The rate of deep-ocean carbon burial is considered important for modulating glacial-interglacial atmospheric CO2 concentrations and global climate during the Quaternary. It has been suggested that glacial iron fertilization and increased efficiency of the biological pump in the Southern Ocean since the Mid-Pleistocene Transition (MPT) was key in lowering atmospheric pCO2 and facilitating rapid land ice accumulation. There is growing evidence that a similar mechanism may have existed in the subarctic Pacific Ocean, although this has not yet been assessed. Here, the silicon isotope composition of diatoms (δ30Sidiatom) from the Bering Sea upwelling region is used to assess the role of nutrient cycling on the subarctic Pacific biological pump during the MPT. Results show that during and after the “900kyr event,” the high productivity green belt zone was characterized by low silicic acid utilization but high supply, coincident with the dominance of diatom resting spores.
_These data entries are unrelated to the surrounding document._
use async_trait::async_trait;
use serde_json::json;

use super::{RequestHandler, Service};
use crate::models::transactions::Transaction;
use crate::models::users::User;

const TELEGRAM_API_BASE: &str = "https://api.telegram.org";

/// Requests on this queue carry no response channel on purpose: once a caller
/// has handed a message over, delivery is not its problem. A failed or skipped
/// send can never reach back into the write path that triggered it.
pub enum NotifierRequest {
    AdminAlert { text: String },
}

#[derive(Clone)]
pub struct TelegramNotifier {
    bot_token: Option<String>,
    chat_id: Option<String>,
    client: reqwest::Client,
    api_base: String,
}

impl TelegramNotifier {
    pub fn new(bot_token: Option<String>, chat_id: Option<String>) -> Self {
        TelegramNotifier {
            bot_token,
            chat_id,
            client: reqwest::Client::new(),
            api_base: TELEGRAM_API_BASE.to_string(),
        }
    }

    #[cfg(test)]
    fn with_api_base(mut self, api_base: &str) -> Self {
        self.api_base = api_base.to_string();
        self
    }

    async fn send_admin_notification(&self, text: &str) {
        let (bot_token, chat_id) = match (&self.bot_token, &self.chat_id) {
            (Some(token), Some(chat)) => (token, chat),
            _ => {
                log::warn!("Telegram notification skipped: bot token or chat id missing.");
                return;
            }
        };

        let url = format!("{}/bot{}/sendMessage", self.api_base, bot_token);
        let payload = json!({
            "chat_id": chat_id,
            "text": text,
            "parse_mode": "HTML",
            "disable_web_page_preview": true
        });

        match self.client.post(&url).json(&payload).send().await {
            Ok(response) if response.status().is_success() => {}
            Ok(response) => {
                let status = response.status();
                let body = response.text().await.unwrap_or_default();
                log::error!("Telegram API error: {} {}", status, body);
            }
            Err(e) => {
                log::error!("Notification failed: {}", e);
            }
        }
    }
}

#[async_trait]
impl RequestHandler<NotifierRequest> for TelegramNotifier {
    async fn handle_request(&self, request: NotifierRequest) {
        match request {
            NotifierRequest::AdminAlert { text } => {
                self.send_admin_notification(&text).await;
            }
        }
    }
}

pub struct NotifierService;

impl NotifierService {
    pub fn new() -> Self {
        NotifierService {}
    }
}

#[async_trait]
impl Service<NotifierRequest, TelegramNotifier> for NotifierService {}

pub fn format_registration_msg(user: &User) -> String {
    format!(
        "<b>\u{1F195} New user registration!</b>\n\
         <b>Name:</b> {}\n\
         <b>Mobile:</b> <code>{}</code>\n\
         <b>Email:</b> {}\n\
         <b>Type:</b> {:?}\n\
         <b>Refer code:</b> {}\n\
         <b>Id:</b> <code>{}</code>\n\
         <i>#Registration #NewUser</i>",
        user.name.as_deref().unwrap_or("N/A"),
        user.mobile,
        if user.email.is_empty() { "N/A" } else { &user.email },
        user.account_type,
        user.refer_code.as_deref().unwrap_or("None"),
        user.id,
    )
}

pub fn format_add_money_msg(tx: &Transaction) -> String {
    format!(
        "<b>\u{1F4B0} Balance add request!</b>\n\
         <b>Amount:</b> \u{09F3}{}\n\
         <b>Method:</b> {}\n\
         <b>User:</b> <code>{}</code>\n\
         <b>Sender number:</b> <code>{}</code>\n\
         <b>TrxID:</b> <code>{}</code>\n\
         <b>Status:</b> Pending\n\
         <i>Verify from the admin panel.</i>",
        tx.amount,
        tx.method.as_deref().unwrap_or("N/A"),
        tx.user_mobile,
        tx.sender_mobile.as_deref().unwrap_or("N/A"),
        tx.payment_ref.as_deref().unwrap_or("N/A"),
    )
}

pub fn format_order_msg(tx: &Transaction) -> String {
    let operator = tx
        .operator
        .map(|op| op.to_string())
        .unwrap_or_else(|| "N/A".to_string());
    format!(
        "<b>\u{1F4E6} New order request!</b>\n\
         <b>Category:</b> {}\n\
         <b>Operator:</b> <b>{}</b>\n\
         <b>Target number:</b> <code>{}</code>\n\
         <b>Amount:</b> \u{09F3}{}\n\
         <b>Ordered by:</b> <code>{}</code>\n\
         <b>Status:</b> Pending\n\
         <i>#NewOrder #OrderPending #{}</i>",
        tx.kind,
        operator,
        tx.target_number.as_deref().unwrap_or("N/A"),
        tx.amount,
        tx.user_mobile,
        operator,
    )
}

#[cfg(test)]
mod tests {
    use super::*;
    use crate::models::transactions::{
        Operator, TransactionKind, TransactionStatus, GUEST_USER_ID,
    };

    fn add_money_tx() -> Transaction {
        Transaction {
            id: "T1".to_string(),
            user_id: GUEST_USER_ID.to_string(),
            user_mobile: "01700000000".to_string(),
            kind: TransactionKind::AddMoney,
            operator: None,
            method: Some("Bkash".to_string()),
            sender_mobile: Some("01700000000".to_string()),
            payment_ref: Some("ABC123".to_string()),
            target_number: None,
            amount: 500.0,
            status: TransactionStatus::Pending,
            created_at: chrono::Utc::now(),
            description: None,
        }
    }

    #[test]
    fn add_money_alert_names_amount_and_reference() {
        let text = format_add_money_msg(&add_money_tx());
        assert!(text.contains("500"));
        assert!(text.contains("ABC123"));
        assert!(text.contains("Bkash"));
        assert!(text.contains("Pending"));
    }

    #[test]
    fn order_alert_names_operator_target_and_amount() {
        let mut tx = add_money_tx();
        tx.kind = TransactionKind::Recharge;
        tx.operator = Some(Operator::Gp);
        tx.target_number = Some("01800000000".to_string());
        tx.amount = 199.0;

        let text = format_order_msg(&tx);
        assert!(text.contains("GP"));
        assert!(text.contains("01800000000"));
        assert!(text.contains("199"));
    }

    #[tokio::test]
    async fn missing_credentials_short_circuit_without_network() {
        // Point at an unroutable base so an accidental request would error
        // loudly rather than hang.
        let notifier = TelegramNotifier::new(None, None).with_api_base("http://127.0.0.1:9");
        notifier
            .handle_request(NotifierRequest::AdminAlert {
                text: "hello".to_string(),
            })
            .await;
    }
}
We posit that as nutrient upwelling was suppressed following pack ice growth and expansion of glacial North Pacific Intermediate Water (GNPIW), primary productivity became nitrate-limited and enhanced opal remineralization caused a relative increase in silicic acid supply. However, preferential preservation and higher cellular carbon content of diatom resting spores, as well as increased supply of iron from expanded sea ice, likely sustained the net efficiency of the Bering Sea biological pump through the MPT. Remnant iron and silicic acid may also have propagated into the lower subarctic Pacific Ocean through GNPIW, aiding a regionally efficient biological pump at 900kyr and during post-MPT glacials.